- Assignment -
Pull every line containing "produced" out of the listing below.
- - -
//! TMDB API client.

use crate::Result;
use serde::Deserialize;
use std::time::Duration;

const TMDB_BASE_URL: &str = "https://api.themoviedb.org/3";
const TMDB_IMAGE_BASE_URL: &str = "https://image.tmdb.org/t/p";
const DEFAULT_TIMEOUT: Duration = Duration::from_secs(10);

/// TMDB client configuration.
#[derive(Debug, Clone)]
pub struct TmdbConfig {
    /// API key or Bearer token (JWT)
    pub api_key: String,
    pub language: String,
    /// Whether to use Bearer token authentication (API v4 style)
    pub use_bearer: bool,
    pub timeout: Duration,
}

impl TmdbConfig {
    pub fn new(api_key: impl Into<String>, language: impl Into<String>) -> Self {
        let api_key = api_key.into();
        // Bearer tokens start with "eyJ" (base64 encoded JWT header)
        let use_bearer = api_key.starts_with("eyJ");

        Self {
            api_key,
            language: language.into(),
            use_bearer,
            timeout: DEFAULT_TIMEOUT,
        }
    }

    pub fn with_timeout(mut self, timeout: Duration) -> Self {
        self.timeout = timeout;
        self
    }
}

/// TMDB API client.
#[derive(Debug, Clone)]
pub struct TmdbClient {
    config: TmdbConfig,
    client: reqwest::Client,
}

/// A page of search results.
#[derive(Debug, Deserialize)]
pub struct SearchPage<T> {
    pub page: u32,
    pub results: Vec<T>,
    #[serde(default)]
    pub total_results: u32,
    #[serde(default)]
    pub total_pages: u32,
}

/// Movie search item.
#[derive(Debug, Clone, Deserialize, serde::Serialize)]
pub struct MovieSearchItem {
    pub id: u64,
    pub title: String,
    pub original_title: String,
    #[serde(default)]
    pub original_language: Option<String>,
    pub release_date: Option<String>,
    pub overview: Option<String>,
    pub poster_path: Option<String>,
    pub backdrop_path: Option<String>,
    #[serde(default)]
    pub genre_ids: Vec<u32>,
    pub vote_count: Option<u32>,
    pub vote_average: Option<f32>,
    pub popularity: Option<f32>,
}

/// TV show search item.
#[derive(Debug, Clone, Deserialize, serde::Serialize)]
pub struct TvSearchItem {
    pub id: u64,
    pub name: String,
    pub original_name: String,
    #[serde(default)]
    pub original_language: Option<String>,
    pub first_air_date: Option<String>,
    pub overview: Option<String>,
    pub poster_path: Option<String>,
    pub backdrop_path: Option<String>,
    #[serde(default)]
    pub genre_ids: Vec<u32>,
    pub vote_count: Option<u32>,
    pub vote_average: Option<f32>,
    pub popularity: Option<f32>,
}

impl TmdbClient {
    /// Create a new TMDB client.
    pub fn new(config: TmdbConfig) -> Self {
        let client = reqwest::Client::builder()
            .timeout(config.timeout)
            .build()
            .unwrap_or_else(|e| {
                tracing::warn!("Failed to build TMDB HTTP client with timeout: {}", e);
                reqwest::Client::new()
            });
        Self { config, client }
    }

    /// Build a request with proper authentication.
    fn build_request(&self, url: &str) -> reqwest::RequestBuilder {
        let request = self.client.get(url);
        if self.config.use_bearer {
            request.header("Authorization", format!("Bearer {}", self.config.api_key))
        } else {
            request
        }
    }

    /// Build URL with optional api_key parameter (only for v3 style).
    fn build_url(&self, path: &str, language: &str, extra_params: &str) -> String {
        if self.config.use_bearer {
            format!(
                "{}/{}?language={}{}",
                TMDB_BASE_URL,
                path,
                urlencoding::encode(language),
                extra_params
            )
        } else {
            format!(
                "{}/{}?api_key={}&language={}{}",
                TMDB_BASE_URL,
                path,
                self.config.api_key,
                urlencoding::encode(language),
                extra_params
            )
        }
    }

    /// Verify API key is valid.
    pub async fn verify_api_key(&self) -> Result<bool> {
        let url = if self.config.use_bearer {
            format!("{}/authentication", TMDB_BASE_URL)
        } else {
            format!(
                "{}/authentication?api_key={}",
                TMDB_BASE_URL, self.config.api_key
            )
        };

        let resp = self.build_request(&url).send().await?;
        Ok(resp.status().is_success())
    }

    /// Search for movies.
    pub async fn search_movie(
        &self,
        query: &str,
        year: Option<i32>,
        language: Option<&str>,
        page: u32,
    ) -> Result<SearchPage<MovieSearchItem>> {
        let year_param = year.map(|y| format!("&year={}", y)).unwrap_or_default();
        let url = self.build_url(
            "search/movie",
            language.unwrap_or(self.config.language.as_str()),
            &format!("&query={}&page={}{}", urlencoding::encode(query), page, year_param),
        );

        let resp = self
            .build_request(&url)
            .send()
            .await?
            .error_for_status()?
            .json()
            .await?;
        Ok(resp)
    }

    /// Search for TV shows.
    pub async fn search_tv(
        &self,
        query: &str,
        year: Option<i32>,
        language: Option<&str>,
        page: u32,
    ) -> Result<SearchPage<TvSearchItem>> {
        let year_param = year
            .map(|y| format!("&first_air_date_year={}", y))
            .unwrap_or_default();
        let url = self.build_url(
            "search/tv",
            language.unwrap_or(self.config.language.as_str()),
            &format!("&query={}&page={}{}", urlencoding::encode(query), page, year_param),
        );

        let resp = self
            .build_request(&url)
            .send()
            .await?
            .error_for_status()?
            .json()
            .await?;
        Ok(resp)
    }
}

/// Full image URL for a TMDB image path.
pub fn image_url(path: &str, size: &str) -> String {
    format!("{}/{}{}", TMDB_IMAGE_BASE_URL, size, path)
}

/// English name of a TMDB genre id (movie and TV lists combined).
pub fn genre_name(id: u32) -> Option<&'static str> {
    let name = match id {
        28 => "Action",
        12 => "Adventure",
        16 => "Animation",
        35 => "Comedy",
        80 => "Crime",
        99 => "Documentary",
        18 => "Drama",
        10751 => "Family",
        14 => "Fantasy",
        36 => "History",
        27 => "Horror",
        10402 => "Music",
        9648 => "Mystery",
        10749 => "Romance",
        878 => "Science Fiction",
        10770 => "TV Movie",
        53 => "Thriller",
        10752 => "War",
        37 => "Western",
        10759 => "Action & Adventure",
        10762 => "Kids",
        10763 => "News",
        10764 => "Reality",
        10765 => "Sci-Fi & Fantasy",
        10766 => "Soap",
        10767 => "Talk",
        10768 => "War & Politics",
        _ => return None,
    };
    Some(name)
}
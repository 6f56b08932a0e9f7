//! TMDB API preflight check.

use super::CheckResult;
use crate::models::config::Config;
use crate::services::tmdb::TmdbClient;

/// Check if TMDB API is accessible.
pub async fn check(config: &Config) -> CheckResult {
    match config.tmdb_client_config() {
        Ok(client_config) => match TmdbClient::new(client_config).verify_api_key().await {
            Ok(true) => CheckResult::ok("TMDB API", "connected"),
            Ok(false) => CheckResult::fail(
                "TMDB API",
                "invalid API key",
                "Check your TMDB_API_KEY environment variable",
            ),
            Err(_) => CheckResult::fail(
                "TMDB API",
                "connection failed",
                "Check your network connection",
            ),
        },
        Err(_) => CheckResult::fail(
            "TMDB API",
            "API key not configured",
            "Set TMDB_API_KEY or [tmdb].api_key in config.toml",
        ),
    }
}
//! Data models.

pub mod config;
pub mod media;
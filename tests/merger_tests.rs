//! Integration tests for partial-result merging.

use metadata_resolver::core::merger::{
    merge_partial_results, DegradationLevel, Merger, MergerConfig, MetadataResult, RequiredField,
    PLACEHOLDER_OVERVIEW, PLACEHOLDER_POSTER_URL, PLACEHOLDER_TITLE, PLACEHOLDER_YEAR,
};

fn result(source: &str) -> MetadataResult {
    MetadataResult::new(source)
}

#[test]
fn test_complementary_sources_make_complete_result() {
    let a = MetadataResult {
        title: Some("The Matrix".to_string()),
        year: Some(1999),
        ..result("A")
    };
    let b = MetadataResult {
        overview: Some("A hacker learns the truth about reality.".to_string()),
        poster_url: Some("https://x/y.jpg".to_string()),
        ..result("B")
    };

    let merged = merge_partial_results(&[a, b]);

    assert_eq!(merged.degradation_level, DegradationLevel::Normal);
    assert!(merged.missing_fields.is_empty());
    assert!(merged.is_complete());
    assert_eq!(merged.fallback_used, vec!["A", "B"]);
    assert_eq!(merged.message, "");

    let metadata = &merged.metadata;
    assert_eq!(metadata.title, "The Matrix");
    assert_eq!(metadata.year, 1999);
    assert_eq!(metadata.poster_url, "https://x/y.jpg");
    assert!(metadata.placeholder_fields.is_empty());
    assert_eq!(metadata.field_sources[&RequiredField::Title], "A");
    assert_eq!(metadata.field_sources[&RequiredField::Overview], "B");
}

#[test]
fn test_single_partial_source() {
    let only = MetadataResult {
        title: Some("駭客任務".to_string()),
        year: Some(1999),
        ..result("TMDb")
    };

    let merged = merge_partial_results(&[only]);

    assert_eq!(merged.degradation_level, DegradationLevel::Partial);
    assert_eq!(
        merged.missing_fields,
        vec![RequiredField::Overview, RequiredField::PosterUrl]
    );
    assert_eq!(merged.metadata.overview, PLACEHOLDER_OVERVIEW);
    assert_eq!(merged.metadata.poster_url, PLACEHOLDER_POSTER_URL);
    assert_eq!(merged.metadata.placeholder_fields, merged.missing_fields);
    assert_eq!(merged.message, "部分資訊無法取得: 簡介, 海報");
}

#[test]
fn test_empty_input_is_minimal() {
    let merged = merge_partial_results(&[]);

    assert_eq!(merged.degradation_level, DegradationLevel::Minimal);
    assert_eq!(merged.missing_fields, RequiredField::ALL.to_vec());
    assert!(merged.fallback_used.is_empty());
    assert_eq!(merged.metadata.title, PLACEHOLDER_TITLE);
    assert_eq!(merged.metadata.year, PLACEHOLDER_YEAR);
    assert!(!merged.message.is_empty());
}

#[test]
fn test_first_source_wins_scalar_fields() {
    let first = MetadataResult {
        title: Some("Parasite".to_string()),
        ..result("TMDb")
    };
    let second = MetadataResult {
        title: Some("寄生蟲".to_string()),
        year: Some(2019),
        ..result("Douban")
    };
    let third = MetadataResult {
        year: Some(2020),
        overview: Some("...".to_string()),
        ..result("Wikipedia")
    };

    let merged = merge_partial_results(&[first, second, third]);

    assert_eq!(merged.metadata.title, "Parasite");
    assert_eq!(merged.metadata.year, 2019);
    assert_eq!(merged.metadata.field_sources[&RequiredField::Year], "Douban");
    assert_eq!(merged.metadata.field_sources[&RequiredField::Overview], "Wikipedia");
    assert_eq!(merged.missing_fields, vec![RequiredField::PosterUrl]);
    assert_eq!(merged.degradation_level, DegradationLevel::Partial);
}

#[test]
fn test_blank_and_zero_values_do_not_fill() {
    let blank = MetadataResult {
        title: Some("   ".to_string()),
        year: Some(0),
        overview: Some(String::new()),
        ..result("TMDb")
    };
    let real = MetadataResult {
        title: Some("Inception".to_string()),
        year: Some(2010),
        ..result("Douban")
    };

    let merged = merge_partial_results(&[blank, real]);

    assert_eq!(merged.metadata.title, "Inception");
    assert_eq!(merged.metadata.year, 2010);
    assert_eq!(merged.metadata.field_sources[&RequiredField::Title], "Douban");
    assert_eq!(merged.fallback_used, vec!["TMDb", "Douban"]);
}

#[test]
fn test_lists_are_unioned_in_first_seen_order() {
    let first = MetadataResult {
        genres: vec!["Drama".to_string(), "Thriller".to_string()],
        cast: vec!["Song Kang-ho".to_string()],
        ..result("TMDb")
    };
    let second = MetadataResult {
        genres: vec!["Thriller".to_string(), "Comedy".to_string(), "Drama".to_string()],
        cast: vec!["Choi Woo-shik".to_string(), "Song Kang-ho".to_string()],
        ..result("Douban")
    };

    let merged = merge_partial_results(&[first, second]);

    assert_eq!(merged.metadata.genres, vec!["Drama", "Thriller", "Comedy"]);
    assert_eq!(merged.metadata.cast, vec!["Song Kang-ho", "Choi Woo-shik"]);
}

#[test]
fn test_three_missing_fields_is_minimal() {
    let only = MetadataResult {
        title: Some("Inception".to_string()),
        ..result("TMDb")
    };

    let merged = merge_partial_results(&[only]);
    assert_eq!(merged.degradation_level, DegradationLevel::Minimal);
    assert_eq!(merged.message, "部分資訊無法取得: 年份, 簡介, 海報");
}

#[test]
fn test_configurable_ratio() {
    let only = MetadataResult {
        title: Some("Inception".to_string()),
        year: Some(2010),
        ..result("TMDb")
    };

    let strict = Merger::new(MergerConfig {
        minimal_missing_ratio: 0.25,
    });
    assert_eq!(
        strict.merge(&[only]).degradation_level,
        DegradationLevel::Minimal
    );
}

#[test]
fn test_serialized_shape() {
    let merged = merge_partial_results(&[MetadataResult {
        title: Some("Inception".to_string()),
        year: Some(2010),
        ..result("TMDb")
    }]);

    let json = serde_json::to_value(&merged).unwrap();
    assert_eq!(json["degradation_level"], "partial");
    assert_eq!(json["missing_fields"], serde_json::json!(["overview", "poster_url"]));
    assert!(json["metadata"]["poster_url"].is_string());
    assert_eq!(json["metadata"]["field_sources"]["year"], "TMDb");
    assert_eq!(json["metadata"]["field_sources"]["title"], "TMDb");
}

#[test]
fn test_results_deserialize_with_missing_fields() {
    let json = r#"[{"source": "TMDb", "title": "Inception"}, {"source": "Douban", "genres": ["科幻"]}]"#;
    let results: Vec<MetadataResult> = serde_json::from_str(json).unwrap();

    let merged = merge_partial_results(&results);
    assert_eq!(merged.metadata.genres, vec!["科幻"]);
    assert_eq!(merged.fallback_used, vec!["TMDb", "Douban"]);
}
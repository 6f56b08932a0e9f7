//! Diagnostic trail of one orchestration run.

use serde::Serialize;
use std::sync::Arc;
use std::time::Duration;

use crate::providers::ProviderError;
use crate::utils::duration::serialize_millis;

const SUCCESS_MARK: &str = "✓";
const FAILURE_MARK: &str = "❌";
const SKIPPED_MARK: &str = "⏭";
const SEPARATOR: &str = " → ";
const MANUAL_SEARCH: &str = "Manual search";
const CANCELLED: &str = "Cancelled";
const INVALID_REQUEST: &str = "Invalid request";

/// One provider tried during a run.
#[derive(Debug, Clone, Serialize)]
pub struct SourceAttempt {
    /// Provider name.
    pub source: String,
    pub success: bool,
    pub skipped: bool,
    #[serde(skip_serializing_if = "Option::is_none")]
    pub skip_reason: Option<String>,
    #[serde(skip)]
    pub error: Option<Arc<ProviderError>>,
    /// Rendered `error`, for consumers that serialize the trail.
    #[serde(skip_serializing_if = "Option::is_none")]
    pub error_message: Option<String>,
    #[serde(rename = "duration_ms", serialize_with = "serialize_millis")]
    pub duration: Duration,
}

impl SourceAttempt {
    pub fn succeeded(source: impl Into<String>, duration: Duration) -> Self {
        Self {
            source: source.into(),
            success: true,
            skipped: false,
            skip_reason: None,
            error: None,
            error_message: None,
            duration,
        }
    }

    /// A call that ran but produced an error, or no error and no items.
    pub fn failed(
        source: impl Into<String>,
        error: Option<ProviderError>,
        duration: Duration,
    ) -> Self {
        let error_message = error.as_ref().map(ToString::to_string);
        Self {
            source: source.into(),
            success: false,
            skipped: false,
            skip_reason: None,
            error: error.map(Arc::new),
            error_message,
            duration,
        }
    }

    /// A provider that was never called.
    pub fn skipped(source: impl Into<String>, reason: impl Into<String>) -> Self {
        Self {
            source: source.into(),
            success: false,
            skipped: true,
            skip_reason: Some(reason.into()),
            error: None,
            error_message: None,
            duration: Duration::ZERO,
        }
    }

    fn mark(&self) -> &'static str {
        if self.success {
            SUCCESS_MARK
        } else if self.skipped {
            SKIPPED_MARK
        } else {
            FAILURE_MARK
        }
    }
}

/// One alternative keyword retried after the chain was exhausted.
#[derive(Debug, Clone, PartialEq, Eq, Serialize)]
pub struct KeywordAttempt {
    pub keyword: String,
    pub success: bool,
}

/// Everything that happened during one `search` call.
#[derive(Debug, Clone, Default, Serialize)]
pub struct FallbackStatus {
    pub attempts: Vec<SourceAttempt>,
    #[serde(rename = "total_duration_ms", serialize_with = "serialize_millis")]
    pub total_duration: Duration,
    pub cancelled: bool,
    #[serde(skip_serializing_if = "Vec::is_empty")]
    pub keyword_attempts: Vec<KeywordAttempt>,
    #[serde(skip_serializing_if = "Option::is_none")]
    pub successful_keyword: Option<String>,
    #[serde(skip_serializing_if = "Option::is_none")]
    pub keyword_error: Option<String>,
    /// Set when the request was rejected before any provider ran.
    #[serde(skip_serializing_if = "Option::is_none")]
    pub request_error: Option<String>,
}

impl FallbackStatus {
    pub fn new() -> Self {
        Self::default()
    }

    /// True when no attempt succeeded, including when nothing was attempted.
    pub fn all_failed(&self) -> bool {
        !self.attempts.iter().any(|a| a.success)
    }

    /// Whether the result came from the keyword retry phase.
    pub fn recovered_by_keyword(&self) -> bool {
        self.successful_keyword.is_some()
    }

    /// The attempt that produced the result, if any.
    pub fn successful_attempt(&self) -> Option<&SourceAttempt> {
        self.attempts.iter().find(|a| a.success)
    }

    /// Render the trail, e.g. `"TMDb ❌ → Douban ✓"`.
    ///
    /// An exhausted chain ends in `"→ Manual search"` and a cancelled one in
    /// `"→ Cancelled"`. A keyword recovery ends in `"→ 🔑 <keyword> ✓"`; a
    /// rejected request renders as `"Invalid request"`.
    pub fn status_string(&self) -> String {
        let mut parts: Vec<String> = self
            .attempts
            .iter()
            .map(|a| format!("{} {}", a.source, a.mark()))
            .collect();

        if self.all_failed() {
            if self.request_error.is_some() {
                parts.push(INVALID_REQUEST.to_string());
            } else if self.cancelled {
                parts.push(CANCELLED.to_string());
            } else if let Some(ref keyword) = self.successful_keyword {
                parts.push(format!("🔑 {} {}", keyword, SUCCESS_MARK));
            } else {
                parts.push(MANUAL_SEARCH.to_string());
            }
        }

        parts.join(SEPARATOR)
    }
}

impl std::fmt::Display for FallbackStatus {
    fn fmt(&self, f: &mut std::fmt::Formatter<'_>) -> std::fmt::Result {
        f.write_str(&self.status_string())
    }
}

#[cfg(test)]
mod tests {
    use super::*;

    fn failed(name: &str) -> SourceAttempt {
        SourceAttempt::failed(name, None, Duration::from_millis(5))
    }

    #[test]
    fn test_single_success() {
        let status = FallbackStatus {
            attempts: vec![SourceAttempt::succeeded("TMDb", Duration::from_millis(5))],
            ..Default::default()
        };
        assert_eq!(status.status_string(), "TMDb ✓");
        assert!(!status.all_failed());
    }

    #[test]
    fn test_fallback_success() {
        let status = FallbackStatus {
            attempts: vec![
                failed("TMDb"),
                SourceAttempt::succeeded("Douban", Duration::from_millis(5)),
            ],
            ..Default::default()
        };
        assert_eq!(status.status_string(), "TMDb ❌ → Douban ✓");
        assert_eq!(status.successful_attempt().map(|a| a.source.as_str()), Some("Douban"));
    }

    #[test]
    fn test_all_failed_appends_manual_search() {
        let status = FallbackStatus {
            attempts: vec![
                failed("TMDb"),
                SourceAttempt::skipped("Douban", "circuit breaker open"),
                failed("Wikipedia"),
            ],
            ..Default::default()
        };
        assert!(status.all_failed());
        assert_eq!(
            status.status_string(),
            "TMDb ❌ → Douban ⏭ → Wikipedia ❌ → Manual search"
        );
    }

    #[test]
    fn test_cancelled_is_not_manual_search() {
        let status = FallbackStatus {
            attempts: vec![failed("TMDb")],
            cancelled: true,
            ..Default::default()
        };
        assert_eq!(status.status_string(), "TMDb ❌ → Cancelled");
    }

    #[test]
    fn test_keyword_recovery() {
        let status = FallbackStatus {
            attempts: vec![failed("TMDb")],
            successful_keyword: Some("The Matrix".to_string()),
            ..Default::default()
        };
        assert!(status.recovered_by_keyword());
        assert_eq!(status.status_string(), "TMDb ❌ → 🔑 The Matrix ✓");
    }

    #[test]
    fn test_empty_status() {
        let status = FallbackStatus::new();
        assert!(status.all_failed());
        assert_eq!(status.status_string(), "Manual search");
    }

    #[test]
    fn test_rejected_request() {
        let status = FallbackStatus {
            request_error: Some("query must not be empty".to_string()),
            ..Default::default()
        };
        assert_eq!(status.status_string(), "Invalid request");

        let json = serde_json::to_value(&status).unwrap();
        assert_eq!(json["request_error"], "query must not be empty");
    }

    #[test]
    fn test_serialized_trail_omits_error_object() {
        let status = FallbackStatus {
            attempts: vec![failed("TMDb")],
            total_duration: Duration::from_millis(120),
            ..Default::default()
        };
        let json = serde_json::to_value(&status).unwrap();
        assert_eq!(json["total_duration_ms"], 120);
        assert_eq!(json["attempts"][0]["duration_ms"], 5);
        assert!(json["attempts"][0].get("error").is_none());
        assert!(json.get("keyword_attempts").is_none());
    }
}
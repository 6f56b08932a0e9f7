//! Duration helpers.

use serde::Serializer;
use std::time::Duration;

/// Serialize a duration as whole milliseconds.
pub fn serialize_millis<S>(duration: &Duration, serializer: S) -> Result<S::Ok, S::Error>
where
    S: Serializer,
{
    serializer.serialize_u64(duration.as_millis() as u64)
}

/// Human-readable duration for terminal output ("850ms", "2.4s").
pub fn format_short(duration: Duration) -> String {
    if duration < Duration::from_secs(1) {
        format!("{}ms", duration.as_millis())
    } else {
        format!("{:.1}s", duration.as_secs_f32())
    }
}
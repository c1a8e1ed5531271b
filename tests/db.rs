use diesel::RunQueryDsl;
use diesel::sql_query;
use diesel::sql_types::Integer;

mod common;

#[derive(diesel::QueryableByName)]
struct Pragma {
    #[diesel(sql_type = Integer)]
    foreign_keys: i32,
}

#[test]
fn test_creates_pool_on_migrated_file() {
    let test_db = common::TestDb::new("test_creates_pool_on_migrated_file.db");
    let conn = test_db.pool().get();
    assert!(conn.is_ok());
}

#[test]
fn test_connections_enforce_foreign_keys() {
    let test_db = common::TestDb::new("test_connections_enforce_foreign_keys.db");
    let mut conn = test_db.pool().get().unwrap();
    let pragma = sql_query("PRAGMA foreign_keys")
        .get_result::<Pragma>(&mut conn)
        .unwrap();
    assert_eq!(pragma.foreign_keys, 1);
}
//! Query parameters and response envelope for list endpoints.

use std::str::FromStr;

use chrono::NaiveDate;
use serde::{Deserialize, Serialize};

use crate::dto::ErrorBody;
use crate::pagination::Paginated;
use crate::query::FilterCriteria;
use crate::sequence::Ticket;

/// Raw list query string. Every value is kept as text so a malformed
/// parameter is dropped instead of failing the whole request.
///
/// Multi-valued filters repeat the key: `?province=A&province=B`.
#[derive(Debug, Default, Deserialize)]
pub struct ListParams {
    pub search: Option<String>,
    #[serde(default)]
    pub province: Vec<String>,
    #[serde(default)]
    pub category: Vec<String>,
    #[serde(default, rename = "type")]
    pub kind: Vec<String>,
    pub from: Option<String>,
    pub to: Option<String>,
    pub min: Option<String>,
    pub max: Option<String>,
    pub sort: Option<String>,
    pub direction: Option<String>,
    pub page: Option<String>,
    pub per_page: Option<String>,
    pub seq: Option<String>,
}

fn parse_opt<T: FromStr>(value: &Option<String>) -> Option<T> {
    value.as_deref().and_then(|raw| raw.trim().parse().ok())
}

fn parse_date(value: &Option<String>) -> Option<NaiveDate> {
    value
        .as_deref()
        .and_then(|raw| NaiveDate::parse_from_str(raw.trim(), "%Y-%m-%d").ok())
}

impl ListParams {
    /// Parses a query string, treating an unreadable one as empty.
    pub fn from_query(query: &str) -> Self {
        serde_html_form::from_str(query).unwrap_or_else(|err| {
            log::warn!("Ignoring malformed list query `{query}`: {err}");
            Self::default()
        })
    }

    pub fn ticket(&self) -> Option<Ticket> {
        parse_opt::<u64>(&self.seq).map(Ticket::new)
    }
}

impl From<&ListParams> for FilterCriteria {
    fn from(params: &ListParams) -> Self {
        Self {
            search: params.search.clone(),
            provinces: params.province.clone(),
            category_ids: params
                .category
                .iter()
                .filter_map(|raw| raw.trim().parse().ok())
                .collect(),
            kinds: params.kind.clone(),
            date_from: parse_date(&params.from),
            date_to: parse_date(&params.to),
            min: parse_opt(&params.min),
            max: parse_opt(&params.max),
            sort: params.sort.clone(),
            direction: params.direction.clone(),
            page: parse_opt(&params.page),
            per_page: parse_opt(&params.per_page),
        }
    }
}

/// One page of a list plus the echoed request ticket. On failure `items`
/// is empty and the error fields are set.
#[derive(Debug, Serialize)]
pub struct ListResponse<T> {
    #[serde(flatten)]
    pub page: Paginated<T>,
    pub seq: Option<Ticket>,
    #[serde(flatten)]
    pub failure: Option<ErrorBody>,
}

impl<T> ListResponse<T> {
    pub fn new(page: Paginated<T>, seq: Option<Ticket>) -> Self {
        Self {
            page,
            seq,
            failure: None,
        }
    }

    pub fn failed(per_page: usize, seq: Option<Ticket>, failure: ErrorBody) -> Self {
        Self {
            page: Paginated::empty(per_page),
            seq,
            failure: Some(failure),
        }
    }
}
- - -
- Answer to this problem -
    /// A call that ran but produced an error, or no error and no items.
    /// The attempt that produced the result, if any.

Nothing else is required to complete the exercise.